Breaking News

New Solicitor General invitation briefs, part II

Late last week and on Monday of this week, the Solicitor General filed four amicus briefs in response to earlier calls by the Court for the views of the United States.   Notably, the Solicitor General recommends a grant in Virginia Office for Protection and Advocacy v. Reinhard, a petition raising an Eleventh Amendment question.   Details about all four cases follow the jump.

In Holy See v.

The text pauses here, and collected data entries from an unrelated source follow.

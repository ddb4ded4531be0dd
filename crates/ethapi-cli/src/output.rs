//! Output formatting

use serde::Serialize;
use serde_json::{json, Value};
use std::collections::HashMap;

use crate::CliError;

/// Output builder for formatted CLI output
pub struct Output {
    json_mode: bool,
    fields: HashMap<String, Value>,
    message: Option<String>,
}

impl Output {
    /// Create a new output builder
    pub fn new(json_mode: bool) -> Self {
        Self {
            json_mode,
            fields: HashMap::new(),
            message: None,
        }
    }

    /// Add a string field to the output
    pub fn field(mut self, key: &str, value: &str) -> Self {
        self.fields.insert(key.to_string(), Value::String(value.to_string()));
        self
    }

    /// Add an i64 field to the output
    pub fn field_i64(mut self, key: &str, value: i64) -> Self {
        self.fields.insert(key.to_string(), Value::Number(value.into()));
        self
    }

    /// Add a bool field to the output
    pub fn field_bool(mut self, key: &str, value: bool) -> Self {
        self.fields.insert(key.to_string(), Value::Bool(value));
        self
    }

    /// Add a JSON value field to the output
    pub fn field_value(mut self, key: &str, value: Value) -> Self {
        self.fields.insert(key.to_string(), value);
        self
    }

    /// Add any serializable value as a field
    pub fn field_json<T: Serialize>(self, key: &str, value: &T) -> Result<Self, CliError> {
        Ok(self.field_value(key, serde_json::to_value(value)?))
    }

    /// Set the human-readable message
    pub fn message(mut self, msg: &str) -> Self {
        self.message = Some(msg.to_string());
        self
    }

    /// Print the output
    pub fn print(self) {
        if self.json_mode {
            let json = json!(self.fields);
            println!("{}", serde_json::to_string_pretty(&json).unwrap_or_default());
        } else if let Some(msg) = self.message {
            println!("{}", msg);
        }
    }
}

/// Format a wei amount as ETH with up to 18 decimals, trailing zeros trimmed
pub fn format_ether(wei: u128) -> String {
    const WEI_PER_ETH: u128 = 1_000_000_000_000_000_000;
    let whole = wei / WEI_PER_ETH;
    let frac = wei % WEI_PER_ETH;
    if frac == 0 {
        return whole.to_string();
    }
    let frac = format!("{:018}", frac);
    format!("{}.{}", whole, frac.trim_end_matches('0'))
}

Doe (09-1), the Solicitor General recommends that the Court grant certiorari, vacate the decision below, and remand the case for reconsideration.  Alternatively, the Solicitor General recommends that the petition be denied.

  • Issue: Whether the Foreign Sovereign Immunity Act’s tort exception confers jurisdiction when the tortious act itself falls outside the scope of employment but state law extends vicarious liability based upon non-tortious precursor conduct falling within the scope of employment.
  • All of the cert. papers are available on the case’s SCOTUSwiki page, here.

In Virginia Office for Protection and Advocacy v. Reinhard (09-529), the Solicitor General recommends that the Court grant the state’s petition.

  • Issue: Whether the Eleventh Amendment categorically precludes an independent state agency from bringing an action in federal court against state officials for prospective injunctive relief to remedy a violation of federal law.
  • All of the cert. papers are available on the case’s SCOTUSwiki page, here.

In Thompson v. North American Stainless (09-291), the Solicitor General recommends that the Court deny certiorari.

  • Issue: Is a third party afforded protection under the anti-retaliation provision of Title VII, 42 U.S.C. § 2000e-3(a), based solely upon his association with an employee who has engaged in protected activity?
  • All of the cert. papers in the case are available on its SCOTUSwiki page, here.

In Providence Hospital v. Moses (09-438), the Solicitor General recommends that certiorari be denied.

  • Issue: (1) Whether the requirement of the Emergency Medical Treatment and Labor Act (EMTALA) that any individual who comes to a hospital’s emergency department with an emergency medical condition be screened and stabilized should be expanded to continue indefinitely, after the individual has been admitted to the hospital; and (2) whether a regulation by the Center for Medicaid and Medicare Services clarifying that EMTALA is inapplicable to hospital inpatients, 42 C.F.R. § 489.24(d)(2)(i), is valid and applies retroactively.
  • All of the cert. papers in the case are available on its SCOTUSwiki page, here.